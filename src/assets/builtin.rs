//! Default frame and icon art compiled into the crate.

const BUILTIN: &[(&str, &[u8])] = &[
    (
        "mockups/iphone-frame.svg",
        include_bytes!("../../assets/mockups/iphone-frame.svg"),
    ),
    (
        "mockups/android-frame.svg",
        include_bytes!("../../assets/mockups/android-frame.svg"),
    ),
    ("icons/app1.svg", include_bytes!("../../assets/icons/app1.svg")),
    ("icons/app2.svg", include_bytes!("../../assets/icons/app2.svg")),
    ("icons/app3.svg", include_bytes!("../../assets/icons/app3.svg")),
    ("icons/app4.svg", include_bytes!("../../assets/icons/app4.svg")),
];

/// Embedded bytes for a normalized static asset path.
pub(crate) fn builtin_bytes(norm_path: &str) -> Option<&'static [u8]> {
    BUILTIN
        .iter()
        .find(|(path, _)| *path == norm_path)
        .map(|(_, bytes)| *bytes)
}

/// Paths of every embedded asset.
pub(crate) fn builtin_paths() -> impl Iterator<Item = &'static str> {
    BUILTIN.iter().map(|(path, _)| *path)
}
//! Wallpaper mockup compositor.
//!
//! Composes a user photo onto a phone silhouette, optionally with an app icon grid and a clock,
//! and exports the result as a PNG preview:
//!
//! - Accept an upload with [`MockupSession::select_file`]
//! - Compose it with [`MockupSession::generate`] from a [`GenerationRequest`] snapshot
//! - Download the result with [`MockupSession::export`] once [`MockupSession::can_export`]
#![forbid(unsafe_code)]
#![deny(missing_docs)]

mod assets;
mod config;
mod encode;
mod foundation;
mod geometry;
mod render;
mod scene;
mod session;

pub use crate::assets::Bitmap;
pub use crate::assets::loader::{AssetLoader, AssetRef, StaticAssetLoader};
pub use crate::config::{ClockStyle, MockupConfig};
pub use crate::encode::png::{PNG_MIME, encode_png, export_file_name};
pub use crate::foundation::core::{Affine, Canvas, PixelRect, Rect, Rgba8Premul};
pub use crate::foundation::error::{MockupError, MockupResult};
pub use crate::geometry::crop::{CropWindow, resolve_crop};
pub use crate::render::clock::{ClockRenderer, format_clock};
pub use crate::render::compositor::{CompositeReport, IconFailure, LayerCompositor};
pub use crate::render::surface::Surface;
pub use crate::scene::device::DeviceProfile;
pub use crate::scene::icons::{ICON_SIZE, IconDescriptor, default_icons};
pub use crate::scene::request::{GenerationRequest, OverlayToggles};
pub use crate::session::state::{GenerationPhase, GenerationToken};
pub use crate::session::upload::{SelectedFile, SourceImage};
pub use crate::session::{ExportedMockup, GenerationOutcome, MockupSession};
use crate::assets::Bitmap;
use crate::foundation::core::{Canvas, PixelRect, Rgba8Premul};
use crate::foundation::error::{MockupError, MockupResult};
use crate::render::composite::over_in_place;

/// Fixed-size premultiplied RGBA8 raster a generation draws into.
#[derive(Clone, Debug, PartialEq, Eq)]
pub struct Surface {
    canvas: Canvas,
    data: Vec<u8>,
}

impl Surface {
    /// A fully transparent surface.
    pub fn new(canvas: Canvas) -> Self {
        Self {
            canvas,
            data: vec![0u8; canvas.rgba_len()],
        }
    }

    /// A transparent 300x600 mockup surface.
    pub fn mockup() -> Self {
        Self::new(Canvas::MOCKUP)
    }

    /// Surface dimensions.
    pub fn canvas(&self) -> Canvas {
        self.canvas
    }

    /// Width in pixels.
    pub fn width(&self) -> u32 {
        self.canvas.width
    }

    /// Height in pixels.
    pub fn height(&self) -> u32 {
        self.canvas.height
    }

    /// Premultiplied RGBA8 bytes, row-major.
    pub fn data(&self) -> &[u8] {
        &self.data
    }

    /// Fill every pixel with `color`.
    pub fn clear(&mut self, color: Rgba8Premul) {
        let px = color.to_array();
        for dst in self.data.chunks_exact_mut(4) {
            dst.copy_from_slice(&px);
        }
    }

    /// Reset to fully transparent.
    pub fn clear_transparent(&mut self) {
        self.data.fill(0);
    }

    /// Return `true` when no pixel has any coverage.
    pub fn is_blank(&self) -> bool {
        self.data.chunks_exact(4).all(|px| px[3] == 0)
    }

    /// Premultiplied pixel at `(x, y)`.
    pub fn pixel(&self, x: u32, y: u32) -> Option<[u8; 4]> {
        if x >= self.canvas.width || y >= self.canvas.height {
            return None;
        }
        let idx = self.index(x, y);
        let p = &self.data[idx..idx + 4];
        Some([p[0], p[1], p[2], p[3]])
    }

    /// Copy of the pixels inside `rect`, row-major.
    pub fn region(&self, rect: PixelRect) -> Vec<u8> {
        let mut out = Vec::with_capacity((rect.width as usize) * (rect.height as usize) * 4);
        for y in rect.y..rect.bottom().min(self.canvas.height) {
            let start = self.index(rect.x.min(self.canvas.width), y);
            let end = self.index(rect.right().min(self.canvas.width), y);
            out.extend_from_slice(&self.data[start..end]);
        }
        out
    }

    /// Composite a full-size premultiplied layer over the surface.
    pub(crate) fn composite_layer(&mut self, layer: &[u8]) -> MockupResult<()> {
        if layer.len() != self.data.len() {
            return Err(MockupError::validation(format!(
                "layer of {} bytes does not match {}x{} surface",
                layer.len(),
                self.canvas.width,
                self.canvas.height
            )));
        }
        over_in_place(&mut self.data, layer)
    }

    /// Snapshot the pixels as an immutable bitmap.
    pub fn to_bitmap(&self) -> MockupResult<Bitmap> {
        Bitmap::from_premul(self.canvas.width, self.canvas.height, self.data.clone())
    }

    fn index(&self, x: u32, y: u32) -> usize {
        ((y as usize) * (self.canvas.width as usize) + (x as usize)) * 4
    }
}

=-=-=

» WHAT YOU HAVE TO DO
Extract from the listing above the lines between the line containing "pub use crate::assets::Bitmap;" and the line containing "pub fn clear(&mut", keeping both of those lines. Output nothing else.

» RESPONSE
pub use crate::assets::Bitmap;
pub use crate::assets::loader::{AssetLoader, AssetRef, StaticAssetLoader};
pub use crate::config::{ClockStyle, MockupConfig};
pub use crate::encode::png::{PNG_MIME, encode_png, export_file_name};
pub use crate::foundation::core::{Affine, Canvas, PixelRect, Rect, Rgba8Premul};
pub use crate::foundation::error::{MockupError, MockupResult};
pub use crate::geometry::crop::{CropWindow, resolve_crop};
pub use crate::render::clock::{ClockRenderer, format_clock};
pub use crate::render::compositor::{CompositeReport, IconFailure, LayerCompositor};
pub use crate::render::surface::Surface;
pub use crate::scene::device::DeviceProfile;
pub use crate::scene::icons::{ICON_SIZE, IconDescriptor, default_icons};
pub use crate::scene::request::{GenerationRequest, OverlayToggles};
pub use crate::session::state::{GenerationPhase, GenerationToken};
pub use crate::session::upload::{SelectedFile, SourceImage};
pub use crate::session::{ExportedMockup, GenerationOutcome, MockupSession};
use crate::assets::Bitmap;
use crate::foundation::core::{Canvas, PixelRect, Rgba8Premul};
use crate::foundation::error::{MockupError, MockupResult};
use crate::render::composite::over_in_place;

/// Fixed-size premultiplied RGBA8 raster a generation draws into.
#[derive(Clone, Debug, PartialEq, Eq)]
pub struct Surface {
    canvas: Canvas,
    data: Vec<u8>,
}

impl Surface {
    /// A fully transparent surface.
    pub fn new(canvas: Canvas) -> Self {
        Self {
            canvas,
            data: vec![0u8; canvas.rgba_len()],
        }
    }

    /// A transparent 300x600 mockup surface.
    pub fn mockup() -> Self {
        Self::new(Canvas::MOCKUP)
    }

    /// Surface dimensions.
    pub fn canvas(&self) -> Canvas {
        self.canvas
    }

    /// Width in pixels.
    pub fn width(&self) -> u32 {
        self.canvas.width
    }

    /// Height in pixels.
    pub fn height(&self) -> u32 {
        self.canvas.height
    }

    /// Premultiplied RGBA8 bytes, row-major.
    pub fn data(&self) -> &[u8] {
        &self.data
    }

    /// Fill every pixel with `color`.
    pub fn clear(&mut self, color: Rgba8Premul) {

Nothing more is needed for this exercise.